RECORDED DATA.
***

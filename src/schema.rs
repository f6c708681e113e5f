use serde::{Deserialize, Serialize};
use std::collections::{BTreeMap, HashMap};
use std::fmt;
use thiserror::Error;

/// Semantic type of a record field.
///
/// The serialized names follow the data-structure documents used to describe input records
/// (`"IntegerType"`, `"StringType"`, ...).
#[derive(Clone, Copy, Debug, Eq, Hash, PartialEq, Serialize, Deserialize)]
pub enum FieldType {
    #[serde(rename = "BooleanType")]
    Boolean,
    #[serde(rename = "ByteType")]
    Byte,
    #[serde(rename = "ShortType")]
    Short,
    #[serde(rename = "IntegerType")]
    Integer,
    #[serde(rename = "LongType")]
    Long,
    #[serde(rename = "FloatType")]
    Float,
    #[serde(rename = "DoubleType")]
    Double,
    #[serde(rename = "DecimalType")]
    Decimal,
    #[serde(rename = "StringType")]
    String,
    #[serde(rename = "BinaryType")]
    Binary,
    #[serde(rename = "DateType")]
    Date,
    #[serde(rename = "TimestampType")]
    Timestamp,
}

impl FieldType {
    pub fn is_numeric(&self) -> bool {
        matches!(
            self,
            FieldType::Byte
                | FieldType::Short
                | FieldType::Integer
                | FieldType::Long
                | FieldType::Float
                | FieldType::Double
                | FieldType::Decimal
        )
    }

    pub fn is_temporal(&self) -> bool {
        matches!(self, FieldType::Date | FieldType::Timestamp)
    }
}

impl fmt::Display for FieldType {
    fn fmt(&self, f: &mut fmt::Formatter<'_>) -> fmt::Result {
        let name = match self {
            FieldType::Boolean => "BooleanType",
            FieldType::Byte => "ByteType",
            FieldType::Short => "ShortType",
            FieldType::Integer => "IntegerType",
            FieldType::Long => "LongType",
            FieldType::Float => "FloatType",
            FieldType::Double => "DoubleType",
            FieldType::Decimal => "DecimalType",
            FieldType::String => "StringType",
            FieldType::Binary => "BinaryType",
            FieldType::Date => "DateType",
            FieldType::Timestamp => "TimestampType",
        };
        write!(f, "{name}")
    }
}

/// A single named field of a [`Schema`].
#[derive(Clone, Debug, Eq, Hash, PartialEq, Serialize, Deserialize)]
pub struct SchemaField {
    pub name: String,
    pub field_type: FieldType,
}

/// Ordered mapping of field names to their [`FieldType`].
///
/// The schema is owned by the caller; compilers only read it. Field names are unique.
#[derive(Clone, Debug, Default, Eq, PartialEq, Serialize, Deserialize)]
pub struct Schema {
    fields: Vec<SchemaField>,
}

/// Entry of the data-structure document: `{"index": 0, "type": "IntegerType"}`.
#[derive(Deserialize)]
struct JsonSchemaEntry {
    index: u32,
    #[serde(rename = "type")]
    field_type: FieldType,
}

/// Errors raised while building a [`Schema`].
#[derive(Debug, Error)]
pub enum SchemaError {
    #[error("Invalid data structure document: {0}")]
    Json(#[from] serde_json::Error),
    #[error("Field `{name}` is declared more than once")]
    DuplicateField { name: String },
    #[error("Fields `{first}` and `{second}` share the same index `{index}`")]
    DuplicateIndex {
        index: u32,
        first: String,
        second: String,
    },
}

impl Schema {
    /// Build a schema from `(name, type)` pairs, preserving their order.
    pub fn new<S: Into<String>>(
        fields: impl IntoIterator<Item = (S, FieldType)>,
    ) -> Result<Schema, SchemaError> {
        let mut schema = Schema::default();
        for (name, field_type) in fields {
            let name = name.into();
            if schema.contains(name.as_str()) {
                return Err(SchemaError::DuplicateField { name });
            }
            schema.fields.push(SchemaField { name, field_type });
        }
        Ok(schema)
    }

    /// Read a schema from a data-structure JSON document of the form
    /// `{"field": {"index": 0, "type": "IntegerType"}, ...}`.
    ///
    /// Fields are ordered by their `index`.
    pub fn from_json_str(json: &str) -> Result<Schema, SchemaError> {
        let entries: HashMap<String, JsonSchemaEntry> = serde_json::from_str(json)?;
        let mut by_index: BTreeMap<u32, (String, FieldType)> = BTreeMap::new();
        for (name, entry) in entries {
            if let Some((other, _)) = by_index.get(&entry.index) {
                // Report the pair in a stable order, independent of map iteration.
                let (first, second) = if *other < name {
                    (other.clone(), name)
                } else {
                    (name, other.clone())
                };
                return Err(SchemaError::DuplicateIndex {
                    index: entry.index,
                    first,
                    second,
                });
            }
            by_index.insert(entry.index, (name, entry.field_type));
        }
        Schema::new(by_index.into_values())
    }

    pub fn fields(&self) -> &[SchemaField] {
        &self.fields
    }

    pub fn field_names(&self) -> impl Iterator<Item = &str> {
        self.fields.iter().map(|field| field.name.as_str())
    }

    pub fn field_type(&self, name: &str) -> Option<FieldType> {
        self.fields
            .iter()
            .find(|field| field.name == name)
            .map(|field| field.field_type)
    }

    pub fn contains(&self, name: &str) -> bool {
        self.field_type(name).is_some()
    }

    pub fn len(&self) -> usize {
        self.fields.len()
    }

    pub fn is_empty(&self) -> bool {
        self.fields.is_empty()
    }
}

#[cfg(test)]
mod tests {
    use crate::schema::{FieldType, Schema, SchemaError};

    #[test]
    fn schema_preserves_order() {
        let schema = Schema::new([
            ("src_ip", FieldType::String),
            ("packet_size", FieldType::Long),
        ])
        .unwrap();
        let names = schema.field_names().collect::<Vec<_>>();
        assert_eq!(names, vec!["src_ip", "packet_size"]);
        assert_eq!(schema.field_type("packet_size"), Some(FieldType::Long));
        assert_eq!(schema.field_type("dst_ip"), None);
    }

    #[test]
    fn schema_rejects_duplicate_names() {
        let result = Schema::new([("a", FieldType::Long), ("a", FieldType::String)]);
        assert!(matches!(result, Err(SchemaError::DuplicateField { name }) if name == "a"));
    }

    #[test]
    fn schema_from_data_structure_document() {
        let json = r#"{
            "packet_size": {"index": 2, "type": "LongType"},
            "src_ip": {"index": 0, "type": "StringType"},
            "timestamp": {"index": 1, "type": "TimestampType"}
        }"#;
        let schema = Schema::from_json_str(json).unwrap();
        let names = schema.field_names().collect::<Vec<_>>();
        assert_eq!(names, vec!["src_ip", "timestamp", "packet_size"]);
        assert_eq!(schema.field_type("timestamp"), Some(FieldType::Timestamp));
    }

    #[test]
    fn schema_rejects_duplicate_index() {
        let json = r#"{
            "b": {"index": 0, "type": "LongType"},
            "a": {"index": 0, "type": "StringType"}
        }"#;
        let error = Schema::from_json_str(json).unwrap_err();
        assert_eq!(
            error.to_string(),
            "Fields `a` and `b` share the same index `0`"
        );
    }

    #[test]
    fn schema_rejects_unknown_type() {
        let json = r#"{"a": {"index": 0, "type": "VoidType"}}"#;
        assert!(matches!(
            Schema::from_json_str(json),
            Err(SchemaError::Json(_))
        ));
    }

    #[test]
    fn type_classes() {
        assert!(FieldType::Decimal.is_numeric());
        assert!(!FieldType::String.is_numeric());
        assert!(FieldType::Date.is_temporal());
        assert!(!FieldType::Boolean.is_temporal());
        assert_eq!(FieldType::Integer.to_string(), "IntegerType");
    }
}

***

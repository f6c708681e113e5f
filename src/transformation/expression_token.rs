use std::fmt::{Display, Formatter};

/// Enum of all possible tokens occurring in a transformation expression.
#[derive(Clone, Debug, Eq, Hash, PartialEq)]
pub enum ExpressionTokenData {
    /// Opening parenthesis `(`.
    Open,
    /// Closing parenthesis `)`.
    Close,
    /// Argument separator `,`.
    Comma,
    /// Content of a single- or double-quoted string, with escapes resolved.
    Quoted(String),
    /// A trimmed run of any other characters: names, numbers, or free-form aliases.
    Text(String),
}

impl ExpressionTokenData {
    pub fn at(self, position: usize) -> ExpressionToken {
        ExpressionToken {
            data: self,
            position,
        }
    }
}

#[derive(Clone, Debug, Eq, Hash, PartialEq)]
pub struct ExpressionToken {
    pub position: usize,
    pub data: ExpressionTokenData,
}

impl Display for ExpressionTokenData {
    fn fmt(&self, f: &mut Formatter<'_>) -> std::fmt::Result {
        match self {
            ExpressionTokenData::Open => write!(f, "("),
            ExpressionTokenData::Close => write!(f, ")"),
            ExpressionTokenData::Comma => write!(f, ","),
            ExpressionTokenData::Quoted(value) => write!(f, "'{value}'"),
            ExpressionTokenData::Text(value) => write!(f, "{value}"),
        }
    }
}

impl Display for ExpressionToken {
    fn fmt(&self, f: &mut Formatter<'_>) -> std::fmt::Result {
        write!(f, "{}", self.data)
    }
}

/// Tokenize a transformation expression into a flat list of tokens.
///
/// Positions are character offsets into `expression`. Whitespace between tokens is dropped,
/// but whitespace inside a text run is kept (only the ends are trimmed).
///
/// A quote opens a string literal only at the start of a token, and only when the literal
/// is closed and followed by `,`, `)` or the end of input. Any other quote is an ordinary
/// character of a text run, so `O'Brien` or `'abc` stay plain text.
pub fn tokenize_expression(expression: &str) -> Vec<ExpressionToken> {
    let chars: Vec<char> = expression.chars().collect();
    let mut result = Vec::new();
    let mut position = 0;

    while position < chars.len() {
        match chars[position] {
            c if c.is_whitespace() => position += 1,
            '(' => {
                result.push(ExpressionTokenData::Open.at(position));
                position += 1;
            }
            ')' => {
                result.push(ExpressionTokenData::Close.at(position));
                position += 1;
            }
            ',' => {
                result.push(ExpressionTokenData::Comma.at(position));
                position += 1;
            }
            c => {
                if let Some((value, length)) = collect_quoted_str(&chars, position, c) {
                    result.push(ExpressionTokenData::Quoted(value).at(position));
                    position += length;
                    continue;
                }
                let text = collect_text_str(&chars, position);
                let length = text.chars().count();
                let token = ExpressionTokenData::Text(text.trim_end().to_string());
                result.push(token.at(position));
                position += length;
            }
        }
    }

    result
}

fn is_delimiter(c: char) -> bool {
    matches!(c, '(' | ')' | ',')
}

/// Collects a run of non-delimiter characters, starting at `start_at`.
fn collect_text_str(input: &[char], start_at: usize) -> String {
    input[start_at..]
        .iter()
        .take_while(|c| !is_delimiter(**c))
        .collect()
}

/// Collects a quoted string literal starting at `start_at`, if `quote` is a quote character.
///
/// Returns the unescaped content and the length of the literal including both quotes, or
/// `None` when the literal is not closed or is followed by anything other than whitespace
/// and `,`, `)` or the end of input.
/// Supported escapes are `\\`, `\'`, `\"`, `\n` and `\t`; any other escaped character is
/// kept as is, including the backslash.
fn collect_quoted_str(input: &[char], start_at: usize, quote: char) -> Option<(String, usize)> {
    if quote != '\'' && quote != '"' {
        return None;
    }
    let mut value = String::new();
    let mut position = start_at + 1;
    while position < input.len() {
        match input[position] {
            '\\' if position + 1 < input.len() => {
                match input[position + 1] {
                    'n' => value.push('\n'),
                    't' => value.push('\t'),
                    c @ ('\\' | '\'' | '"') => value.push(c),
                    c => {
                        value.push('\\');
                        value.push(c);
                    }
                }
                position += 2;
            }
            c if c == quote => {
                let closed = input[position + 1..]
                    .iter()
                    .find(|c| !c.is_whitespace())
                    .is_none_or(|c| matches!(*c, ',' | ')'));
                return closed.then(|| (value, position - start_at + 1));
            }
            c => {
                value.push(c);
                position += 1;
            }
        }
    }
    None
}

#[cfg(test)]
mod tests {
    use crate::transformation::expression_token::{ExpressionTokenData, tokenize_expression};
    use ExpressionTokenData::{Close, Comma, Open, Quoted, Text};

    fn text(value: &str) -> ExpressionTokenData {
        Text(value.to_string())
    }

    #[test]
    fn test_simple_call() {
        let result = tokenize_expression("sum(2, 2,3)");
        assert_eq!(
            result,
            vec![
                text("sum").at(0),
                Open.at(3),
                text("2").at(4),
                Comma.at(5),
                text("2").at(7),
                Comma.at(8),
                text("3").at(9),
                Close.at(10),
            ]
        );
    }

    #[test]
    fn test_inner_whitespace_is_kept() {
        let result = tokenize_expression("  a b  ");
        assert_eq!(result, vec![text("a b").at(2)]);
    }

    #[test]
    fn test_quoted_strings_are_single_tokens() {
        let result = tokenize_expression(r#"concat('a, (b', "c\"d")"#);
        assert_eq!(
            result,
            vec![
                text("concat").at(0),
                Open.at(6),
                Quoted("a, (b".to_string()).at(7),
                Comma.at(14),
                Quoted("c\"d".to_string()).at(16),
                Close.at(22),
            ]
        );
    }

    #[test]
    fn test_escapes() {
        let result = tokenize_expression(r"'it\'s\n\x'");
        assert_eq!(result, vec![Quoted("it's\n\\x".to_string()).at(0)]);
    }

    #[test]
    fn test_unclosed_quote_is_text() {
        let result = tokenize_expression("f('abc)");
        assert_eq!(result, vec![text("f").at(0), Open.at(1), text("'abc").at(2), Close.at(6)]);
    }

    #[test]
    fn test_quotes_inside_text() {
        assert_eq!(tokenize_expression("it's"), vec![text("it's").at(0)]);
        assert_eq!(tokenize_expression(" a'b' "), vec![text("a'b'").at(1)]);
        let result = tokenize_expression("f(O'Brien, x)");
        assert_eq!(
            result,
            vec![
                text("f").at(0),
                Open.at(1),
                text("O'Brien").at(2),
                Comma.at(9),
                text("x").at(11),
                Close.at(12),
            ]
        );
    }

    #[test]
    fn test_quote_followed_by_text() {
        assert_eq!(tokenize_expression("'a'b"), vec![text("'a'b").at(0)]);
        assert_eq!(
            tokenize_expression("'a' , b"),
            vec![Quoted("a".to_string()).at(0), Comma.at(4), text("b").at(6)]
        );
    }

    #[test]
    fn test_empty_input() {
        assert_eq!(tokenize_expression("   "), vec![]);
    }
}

***

EXERCISE INSTRUCTIONS.
When a line of the records includes "DateType", that line belongs in the answer.

EXERCISE RESULT.
    #[serde(rename = "DateType")]
            FieldType::Date => "DateType",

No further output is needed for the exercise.